### Exercise prompt
What lines in the listing include "Debug"? Return a copy of each.

### Exercise data
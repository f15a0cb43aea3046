//! HTML error pages
//!
//! Handlers return `PageError`; its response carries an `ErrorPage`
//! extension that `render_error_pages` turns into the theme's `error.html`.

use axum::{
    extract::{Request, State},
    http::StatusCode,
    middleware::Next,
    response::{Html, IntoResponse, Response},
};
use tera::Context as TeraContext;

use crate::api::middleware::AppState;
use crate::models::ValidationError;
use crate::services::{InquiryServiceError, ListingServiceError, RealtorServiceError};
use crate::theme::ThemeEngine;

#[derive(Debug, thiserror::Error)]
pub enum PageError {
    #[error("Page not found")]
    NotFound,

    #[error("{0}")]
    BadRequest(String),

    #[error("Internal error: {0}")]
    Internal(#[from] anyhow::Error),
}

/// Marker left on an error response for the rendering layer
#[derive(Debug, Clone)]
struct ErrorPage {
    title: &'static str,
    message: String,
}

impl PageError {
    fn status(&self) -> StatusCode {
        match self {
            PageError::NotFound => StatusCode::NOT_FOUND,
            PageError::BadRequest(_) => StatusCode::BAD_REQUEST,
            PageError::Internal(_) => StatusCode::INTERNAL_SERVER_ERROR,
        }
    }
}

impl IntoResponse for PageError {
    fn into_response(self) -> Response {
        let status = self.status();
        let page = match self {
            PageError::NotFound => ErrorPage {
                title: "Page Not Found",
                message: "The page you are looking for does not exist.".to_string(),
            },
            PageError::BadRequest(message) => ErrorPage {
                title: "Bad Request",
                message,
            },
            PageError::Internal(e) => {
                tracing::error!("Page request failed: {:#}", e);
                ErrorPage {
                    title: "Something went wrong",
                    message: "The page could not be displayed.".to_string(),
                }
            }
        };

        let mut response = status.into_response();
        response.extensions_mut().insert(page);
        response
    }
}

impl From<ValidationError> for PageError {
    fn from(err: ValidationError) -> Self {
        PageError::BadRequest(err.to_string())
    }
}

impl From<ListingServiceError> for PageError {
    fn from(err: ListingServiceError) -> Self {
        match err {
            ListingServiceError::NotFound(_) => PageError::NotFound,
            ListingServiceError::InternalError(e) => PageError::Internal(e),
        }
    }
}

impl From<RealtorServiceError> for PageError {
    fn from(err: RealtorServiceError) -> Self {
        match err {
            RealtorServiceError::NotFound(_) => PageError::NotFound,
            RealtorServiceError::InternalError(e) => PageError::Internal(e),
        }
    }
}

impl From<InquiryServiceError> for PageError {
    fn from(err: InquiryServiceError) -> Self {
        match err {
            InquiryServiceError::NotFound(_) => PageError::NotFound,
            InquiryServiceError::ValidationError(e) => e.into(),
            InquiryServiceError::DuplicateInquiry { .. } => {
                PageError::BadRequest(err.to_string())
            }
            InquiryServiceError::InternalError(e) => PageError::Internal(e),
        }
    }
}

/// Render `error.html` for responses produced by `PageError`
pub async fn render_error_pages(
    State(state): State<AppState>,
    request: Request,
    next: Next,
) -> Response {
    let mut response = next.run(request).await;
    let Some(page) = response.extensions_mut().remove::<ErrorPage>() else {
        return response;
    };

    let status = response.status();
    let html = render_error(&state.theme_engine, status, page.title, &page.message);
    (status, Html(html)).into_response()
}

fn render_error(theme: &ThemeEngine, status: StatusCode, title: &str, message: &str) -> String {
    let mut context = TeraContext::new();
    context.insert("status", &status.as_u16());
    context.insert("title", title);
    context.insert("message", message);

    theme.render("error.html", &context).unwrap_or_else(|e| {
        tracing::warn!("Failed to render error template: {}, returning plain error page", e);
        ThemeEngine::simple_error_page(title, message)
    })
}

/// Fallback for unknown paths
pub async fn not_found() -> PageError {
    PageError::NotFound
}

#[cfg(test)]
mod tests {
    use super::*;

    #[test]
    fn test_page_error_status() {
        assert_eq!(PageError::NotFound.into_response().status(), StatusCode::NOT_FOUND);
        assert_eq!(
            PageError::BadRequest("bad".into()).into_response().status(),
            StatusCode::BAD_REQUEST
        );
        let internal: PageError = anyhow::anyhow!("boom").into();
        assert_eq!(internal.into_response().status(), StatusCode::INTERNAL_SERVER_ERROR);
    }

    #[test]
    fn test_page_error_marks_response() {
        let response = PageError::BadRequest("price is not a whole number".into()).into_response();
        let page = response.extensions().get::<ErrorPage>().unwrap();
        assert_eq!(page.title, "Bad Request");
        assert_eq!(page.message, "price is not a whole number");
    }

    #[test]
    fn test_service_errors_map_to_pages() {
        assert!(matches!(
            PageError::from(ListingServiceError::NotFound(9)),
            PageError::NotFound
        ));
        assert!(matches!(
            PageError::from(InquiryServiceError::NotFound(9)),
            PageError::NotFound
        ));
        assert!(matches!(
            PageError::from(ValidationError::new("bedrooms", "bad")),
            PageError::BadRequest(_)
        ));
    }
}
//! Inquiry (contact) model
//!
//! An inquiry is a message from a prospective buyer about one listing.
//! A positive `user_id` identifies a registered user; zero or below means
//! the inquiry was sent anonymously.
//!
//! Invariant: at most one inquiry per (listing, user) for identified users.
//! Anonymous inquiries are unrestricted.

use chrono::{DateTime, Utc};
use serde::{Deserialize, Serialize};

use super::validation::{non_blank, required, ValidationError};

/// Inquiry entity
#[derive(Debug, Clone, PartialEq, Serialize, Deserialize)]
pub struct Inquiry {
    pub id: i64,
    pub listing_id: i64,
    /// Listing title at the time of the inquiry
    pub listing: String,
    pub name: String,
    pub email: String,
    pub phone: String,
    pub message: String,
    /// Requesting user, `0` for anonymous
    pub user_id: i64,
    pub contact_date: DateTime<Utc>,
}

impl Inquiry {
    /// Whether the inquiry was made without an account
    pub fn is_anonymous(&self) -> bool {
        self.user_id <= 0
    }
}

/// Input for creating an inquiry
#[derive(Debug, Clone, PartialEq, Serialize, Deserialize)]
pub struct CreateInquiryInput {
    pub listing_id: i64,
    pub listing: String,
    pub name: String,
    pub email: String,
    #[serde(default)]
    pub phone: String,
    #[serde(default)]
    pub message: String,
    #[serde(default)]
    pub user_id: i64,
}

impl CreateInquiryInput {
    pub fn new(
        listing_id: i64,
        listing: impl Into<String>,
        name: impl Into<String>,
        email: impl Into<String>,
        user_id: i64,
    ) -> Self {
        Self {
            listing_id,
            listing: listing.into(),
            name: name.into(),
            email: email.into(),
            phone: String::new(),
            message: String::new(),
            user_id,
        }
    }

    pub fn with_phone(mut self, phone: impl Into<String>) -> Self {
        self.phone = phone.into();
        self
    }

    pub fn with_message(mut self, message: impl Into<String>) -> Self {
        self.message = message.into();
        self
    }

    /// Identified users are subject to deduplication
    pub fn is_anonymous(&self) -> bool {
        self.user_id <= 0
    }

    /// Check required fields, trimming them in place
    pub fn validate(&mut self) -> Result<(), ValidationError> {
        if self.listing_id <= 0 {
            return Err(ValidationError::new("listing_id", "must be a positive id"));
        }
        self.name = required("name", &self.name)?;
        self.email = required("email", &self.email)?;
        if !self.email.contains('@') {
            return Err(ValidationError::new("email", "must be an email address"));
        }
        self.message = required("message", &self.message)?;
        self.phone = self.phone.trim().to_string();
        Ok(())
    }
}

/// Raw contact form as posted from the listing page
#[derive(Debug, Clone, Default, Serialize, Deserialize)]
pub struct ContactForm {
    #[serde(default)]
    pub listing_id: String,
    #[serde(default)]
    pub listing: String,
    #[serde(default)]
    pub name: String,
    #[serde(default)]
    pub email: String,
    #[serde(default)]
    pub phone: String,
    #[serde(default)]
    pub message: String,
    #[serde(default)]
    pub user_id: String,
    /// Accepted for compatibility with the listing page form; mail delivery
    /// to the realtor is not performed.
    #[serde(default)]
    pub realtor_email: String,
}

impl TryFrom<ContactForm> for CreateInquiryInput {
    type Error = ValidationError;

    fn try_from(form: ContactForm) -> Result<Self, Self::Error> {
        let listing_id = form
            .listing_id
            .trim()
            .parse::<i64>()
            .map_err(|_| ValidationError::new("listing_id", "must be a whole number"))?;

        // A blank user id comes from anonymous visitors
        let user_id = match non_blank(Some(&form.user_id)) {
            None => 0,
            Some(raw) => raw
                .parse::<i64>()
                .map_err(|_| ValidationError::new("user_id", "must be a whole number"))?,
        };

        Ok(CreateInquiryInput {
            listing_id,
            listing: form.listing.trim().to_string(),
            name: form.name,
            email: form.email,
            phone: form.phone,
            message: form.message,
            user_id,
        })
    }
}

### Reply
#[derive(Debug, thiserror::Error)]
#[derive(Debug, Clone)]
#[derive(Debug, Clone, PartialEq, Serialize, Deserialize)]
#[derive(Debug, Clone, PartialEq, Serialize, Deserialize)]
#[derive(Debug, Clone, Default, Serialize, Deserialize)]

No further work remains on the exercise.